- [The task]
Beginning with the line below that contains "let values = backend" and ending with the line that contains "Retryable failures are", copy every line exactly. Copy nothing else.

(Saved data entries)
= Beginning of Section =
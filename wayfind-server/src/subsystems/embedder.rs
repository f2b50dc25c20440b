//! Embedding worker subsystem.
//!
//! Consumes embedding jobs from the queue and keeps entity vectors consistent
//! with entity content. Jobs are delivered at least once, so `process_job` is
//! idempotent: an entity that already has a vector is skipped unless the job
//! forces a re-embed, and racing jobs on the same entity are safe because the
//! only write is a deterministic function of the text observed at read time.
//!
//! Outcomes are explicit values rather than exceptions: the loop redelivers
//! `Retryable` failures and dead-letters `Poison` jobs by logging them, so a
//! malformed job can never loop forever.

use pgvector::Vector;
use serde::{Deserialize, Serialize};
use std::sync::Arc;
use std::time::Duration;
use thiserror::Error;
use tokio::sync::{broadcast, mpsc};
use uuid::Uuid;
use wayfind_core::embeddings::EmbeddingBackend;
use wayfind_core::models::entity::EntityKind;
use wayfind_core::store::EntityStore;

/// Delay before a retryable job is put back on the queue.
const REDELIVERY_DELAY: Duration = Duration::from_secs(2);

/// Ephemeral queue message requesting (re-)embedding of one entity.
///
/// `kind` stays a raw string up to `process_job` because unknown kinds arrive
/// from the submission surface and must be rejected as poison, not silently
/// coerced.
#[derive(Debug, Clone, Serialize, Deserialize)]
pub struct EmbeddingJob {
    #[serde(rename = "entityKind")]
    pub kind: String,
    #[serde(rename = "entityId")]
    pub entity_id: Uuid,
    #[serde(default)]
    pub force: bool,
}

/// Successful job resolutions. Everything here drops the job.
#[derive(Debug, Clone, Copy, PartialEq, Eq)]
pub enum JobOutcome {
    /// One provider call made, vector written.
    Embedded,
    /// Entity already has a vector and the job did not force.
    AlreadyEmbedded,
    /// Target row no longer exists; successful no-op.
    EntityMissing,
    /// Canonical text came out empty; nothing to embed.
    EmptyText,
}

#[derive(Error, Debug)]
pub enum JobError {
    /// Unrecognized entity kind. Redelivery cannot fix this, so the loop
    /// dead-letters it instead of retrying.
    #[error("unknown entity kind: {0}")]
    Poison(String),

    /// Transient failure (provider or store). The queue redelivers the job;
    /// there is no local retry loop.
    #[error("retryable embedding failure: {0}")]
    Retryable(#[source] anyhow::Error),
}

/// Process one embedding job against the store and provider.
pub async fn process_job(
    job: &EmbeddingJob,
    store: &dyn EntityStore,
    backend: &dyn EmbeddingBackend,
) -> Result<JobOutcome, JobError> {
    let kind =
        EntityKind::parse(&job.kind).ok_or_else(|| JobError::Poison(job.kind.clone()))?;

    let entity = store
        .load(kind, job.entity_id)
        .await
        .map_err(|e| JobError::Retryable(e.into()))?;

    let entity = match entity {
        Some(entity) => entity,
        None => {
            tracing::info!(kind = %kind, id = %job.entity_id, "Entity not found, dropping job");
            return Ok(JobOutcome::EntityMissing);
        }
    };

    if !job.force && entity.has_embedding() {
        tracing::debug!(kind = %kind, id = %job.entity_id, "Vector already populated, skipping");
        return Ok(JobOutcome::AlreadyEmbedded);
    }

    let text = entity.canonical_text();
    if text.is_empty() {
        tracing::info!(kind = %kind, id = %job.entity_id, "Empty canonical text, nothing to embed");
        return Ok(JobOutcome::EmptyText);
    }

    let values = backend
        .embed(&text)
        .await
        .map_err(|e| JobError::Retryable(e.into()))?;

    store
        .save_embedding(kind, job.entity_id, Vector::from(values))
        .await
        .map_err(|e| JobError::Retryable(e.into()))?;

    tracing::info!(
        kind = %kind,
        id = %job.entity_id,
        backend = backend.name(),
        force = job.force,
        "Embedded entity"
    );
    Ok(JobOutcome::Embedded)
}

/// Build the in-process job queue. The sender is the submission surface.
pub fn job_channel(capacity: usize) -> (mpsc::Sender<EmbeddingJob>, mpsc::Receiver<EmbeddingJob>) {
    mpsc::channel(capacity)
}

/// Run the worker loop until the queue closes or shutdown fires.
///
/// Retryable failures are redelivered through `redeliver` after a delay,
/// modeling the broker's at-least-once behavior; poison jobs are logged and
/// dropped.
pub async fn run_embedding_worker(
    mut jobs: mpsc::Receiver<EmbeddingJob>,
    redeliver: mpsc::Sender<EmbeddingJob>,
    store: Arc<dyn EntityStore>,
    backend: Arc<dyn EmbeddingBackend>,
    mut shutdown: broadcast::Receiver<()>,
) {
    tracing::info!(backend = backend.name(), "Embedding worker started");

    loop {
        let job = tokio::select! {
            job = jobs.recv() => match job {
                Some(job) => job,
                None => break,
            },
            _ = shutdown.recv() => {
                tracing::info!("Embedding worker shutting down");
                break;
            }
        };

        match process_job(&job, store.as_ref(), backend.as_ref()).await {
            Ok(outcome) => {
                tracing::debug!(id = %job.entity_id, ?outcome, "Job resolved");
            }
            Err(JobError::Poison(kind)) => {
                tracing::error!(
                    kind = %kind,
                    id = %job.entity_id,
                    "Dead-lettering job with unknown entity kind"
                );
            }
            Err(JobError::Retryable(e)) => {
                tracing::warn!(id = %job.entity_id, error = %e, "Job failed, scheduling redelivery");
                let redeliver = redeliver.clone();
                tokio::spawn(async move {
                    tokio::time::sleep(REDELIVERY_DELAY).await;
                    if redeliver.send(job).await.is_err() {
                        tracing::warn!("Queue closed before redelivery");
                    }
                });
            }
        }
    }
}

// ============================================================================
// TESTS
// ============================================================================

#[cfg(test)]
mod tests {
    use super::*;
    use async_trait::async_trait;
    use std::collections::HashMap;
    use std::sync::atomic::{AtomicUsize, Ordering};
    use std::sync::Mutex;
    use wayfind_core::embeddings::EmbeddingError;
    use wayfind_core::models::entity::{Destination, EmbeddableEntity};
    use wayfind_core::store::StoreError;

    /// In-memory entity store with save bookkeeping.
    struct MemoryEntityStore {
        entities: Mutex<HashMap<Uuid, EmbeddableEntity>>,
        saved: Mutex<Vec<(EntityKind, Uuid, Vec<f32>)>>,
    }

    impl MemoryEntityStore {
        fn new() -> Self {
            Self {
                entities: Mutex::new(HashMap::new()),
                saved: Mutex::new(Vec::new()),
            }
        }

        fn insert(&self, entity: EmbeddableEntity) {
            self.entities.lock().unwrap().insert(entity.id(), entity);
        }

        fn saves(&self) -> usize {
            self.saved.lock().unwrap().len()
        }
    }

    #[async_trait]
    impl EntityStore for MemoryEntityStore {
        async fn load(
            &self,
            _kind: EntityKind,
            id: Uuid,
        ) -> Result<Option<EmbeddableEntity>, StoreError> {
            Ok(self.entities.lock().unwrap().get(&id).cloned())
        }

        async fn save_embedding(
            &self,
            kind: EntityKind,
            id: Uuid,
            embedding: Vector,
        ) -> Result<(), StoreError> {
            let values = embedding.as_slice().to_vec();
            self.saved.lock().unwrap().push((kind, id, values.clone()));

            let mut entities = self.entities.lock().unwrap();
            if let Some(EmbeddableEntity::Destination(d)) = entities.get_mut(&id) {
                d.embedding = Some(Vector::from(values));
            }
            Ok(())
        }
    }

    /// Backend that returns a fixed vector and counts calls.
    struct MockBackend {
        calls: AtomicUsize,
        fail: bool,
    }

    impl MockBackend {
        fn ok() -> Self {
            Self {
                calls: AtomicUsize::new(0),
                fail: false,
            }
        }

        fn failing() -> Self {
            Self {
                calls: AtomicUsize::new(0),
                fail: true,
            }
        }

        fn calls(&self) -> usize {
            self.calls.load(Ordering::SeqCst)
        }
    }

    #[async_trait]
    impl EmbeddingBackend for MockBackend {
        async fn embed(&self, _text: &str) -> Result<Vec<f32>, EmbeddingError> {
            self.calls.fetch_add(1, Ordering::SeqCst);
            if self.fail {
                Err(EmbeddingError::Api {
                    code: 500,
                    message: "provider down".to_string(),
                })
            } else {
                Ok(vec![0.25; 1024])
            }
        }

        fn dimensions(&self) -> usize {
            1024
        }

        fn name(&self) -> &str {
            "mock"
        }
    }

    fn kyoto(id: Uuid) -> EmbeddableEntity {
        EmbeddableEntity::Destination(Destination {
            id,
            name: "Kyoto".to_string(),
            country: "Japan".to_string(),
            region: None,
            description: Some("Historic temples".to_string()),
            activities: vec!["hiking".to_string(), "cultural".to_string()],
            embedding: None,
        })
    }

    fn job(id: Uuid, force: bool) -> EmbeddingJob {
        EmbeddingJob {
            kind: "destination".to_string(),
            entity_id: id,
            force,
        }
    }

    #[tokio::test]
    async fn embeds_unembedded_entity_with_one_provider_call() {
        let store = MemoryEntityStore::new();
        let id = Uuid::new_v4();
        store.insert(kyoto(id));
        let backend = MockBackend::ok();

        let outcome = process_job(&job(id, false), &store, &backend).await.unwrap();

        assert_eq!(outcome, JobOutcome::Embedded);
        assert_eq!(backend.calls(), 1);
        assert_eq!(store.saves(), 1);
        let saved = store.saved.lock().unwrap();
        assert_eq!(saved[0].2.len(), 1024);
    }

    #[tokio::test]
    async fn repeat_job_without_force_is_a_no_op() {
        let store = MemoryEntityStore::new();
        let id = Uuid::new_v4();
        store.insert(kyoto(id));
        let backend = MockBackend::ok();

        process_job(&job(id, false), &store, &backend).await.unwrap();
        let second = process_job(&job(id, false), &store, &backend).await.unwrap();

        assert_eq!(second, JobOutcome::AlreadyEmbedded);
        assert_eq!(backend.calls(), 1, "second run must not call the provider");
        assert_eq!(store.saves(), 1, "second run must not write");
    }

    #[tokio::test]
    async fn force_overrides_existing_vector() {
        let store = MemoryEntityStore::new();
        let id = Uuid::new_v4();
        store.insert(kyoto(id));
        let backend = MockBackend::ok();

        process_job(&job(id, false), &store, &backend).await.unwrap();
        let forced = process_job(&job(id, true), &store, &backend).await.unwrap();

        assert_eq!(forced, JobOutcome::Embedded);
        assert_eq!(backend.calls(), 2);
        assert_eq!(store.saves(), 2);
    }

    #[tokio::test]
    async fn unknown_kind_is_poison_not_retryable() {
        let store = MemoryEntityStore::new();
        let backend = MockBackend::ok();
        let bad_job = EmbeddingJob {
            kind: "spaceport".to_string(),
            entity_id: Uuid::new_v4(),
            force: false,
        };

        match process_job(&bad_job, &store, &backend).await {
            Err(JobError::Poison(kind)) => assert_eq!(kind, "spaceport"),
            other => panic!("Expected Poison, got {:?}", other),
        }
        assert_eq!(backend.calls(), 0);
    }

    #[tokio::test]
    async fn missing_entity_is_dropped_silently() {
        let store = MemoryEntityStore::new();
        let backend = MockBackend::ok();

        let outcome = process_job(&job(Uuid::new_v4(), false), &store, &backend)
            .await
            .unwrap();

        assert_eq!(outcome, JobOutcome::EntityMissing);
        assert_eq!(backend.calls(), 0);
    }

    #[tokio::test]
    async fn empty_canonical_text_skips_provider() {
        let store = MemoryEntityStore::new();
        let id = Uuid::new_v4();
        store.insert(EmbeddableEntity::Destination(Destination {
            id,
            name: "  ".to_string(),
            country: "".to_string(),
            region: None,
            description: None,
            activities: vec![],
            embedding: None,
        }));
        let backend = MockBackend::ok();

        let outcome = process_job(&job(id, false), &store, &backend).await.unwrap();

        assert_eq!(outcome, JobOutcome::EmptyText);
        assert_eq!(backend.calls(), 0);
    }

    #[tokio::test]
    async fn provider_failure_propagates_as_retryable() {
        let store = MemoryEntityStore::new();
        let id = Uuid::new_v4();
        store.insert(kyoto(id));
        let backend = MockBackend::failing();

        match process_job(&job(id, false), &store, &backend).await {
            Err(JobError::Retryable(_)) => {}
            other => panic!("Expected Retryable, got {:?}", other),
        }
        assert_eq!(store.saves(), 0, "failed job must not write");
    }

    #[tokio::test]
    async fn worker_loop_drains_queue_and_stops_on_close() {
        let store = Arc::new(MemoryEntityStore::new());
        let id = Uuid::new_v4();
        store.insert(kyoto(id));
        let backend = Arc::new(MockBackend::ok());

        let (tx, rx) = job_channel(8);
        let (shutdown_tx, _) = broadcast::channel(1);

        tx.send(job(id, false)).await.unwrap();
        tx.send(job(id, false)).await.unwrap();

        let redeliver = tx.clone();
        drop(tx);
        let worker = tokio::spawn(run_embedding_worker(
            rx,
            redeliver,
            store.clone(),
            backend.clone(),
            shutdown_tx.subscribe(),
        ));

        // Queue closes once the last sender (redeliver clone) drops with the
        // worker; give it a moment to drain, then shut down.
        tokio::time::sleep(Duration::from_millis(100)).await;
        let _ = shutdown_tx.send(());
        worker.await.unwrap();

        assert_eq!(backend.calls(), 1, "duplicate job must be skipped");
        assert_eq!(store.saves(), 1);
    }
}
= End of Section =
- [Task output]
    let values = backend
        .embed(&text)
        .await
        .map_err(|e| JobError::Retryable(e.into()))?;

    store
        .save_embedding(kind, job.entity_id, Vector::from(values))
        .await
        .map_err(|e| JobError::Retryable(e.into()))?;

    tracing::info!(
        kind = %kind,
        id = %job.entity_id,
        backend = backend.name(),
        force = job.force,
        "Embedded entity"
    );
    Ok(JobOutcome::Embedded)
}

/// Build the in-process job queue. The sender is the submission surface.
pub fn job_channel(capacity: usize) -> (mpsc::Sender<EmbeddingJob>, mpsc::Receiver<EmbeddingJob>) {
    mpsc::channel(capacity)
}

/// Run the worker loop until the queue closes or shutdown fires.
///
/// Retryable failures are redelivered through `redeliver` after a delay,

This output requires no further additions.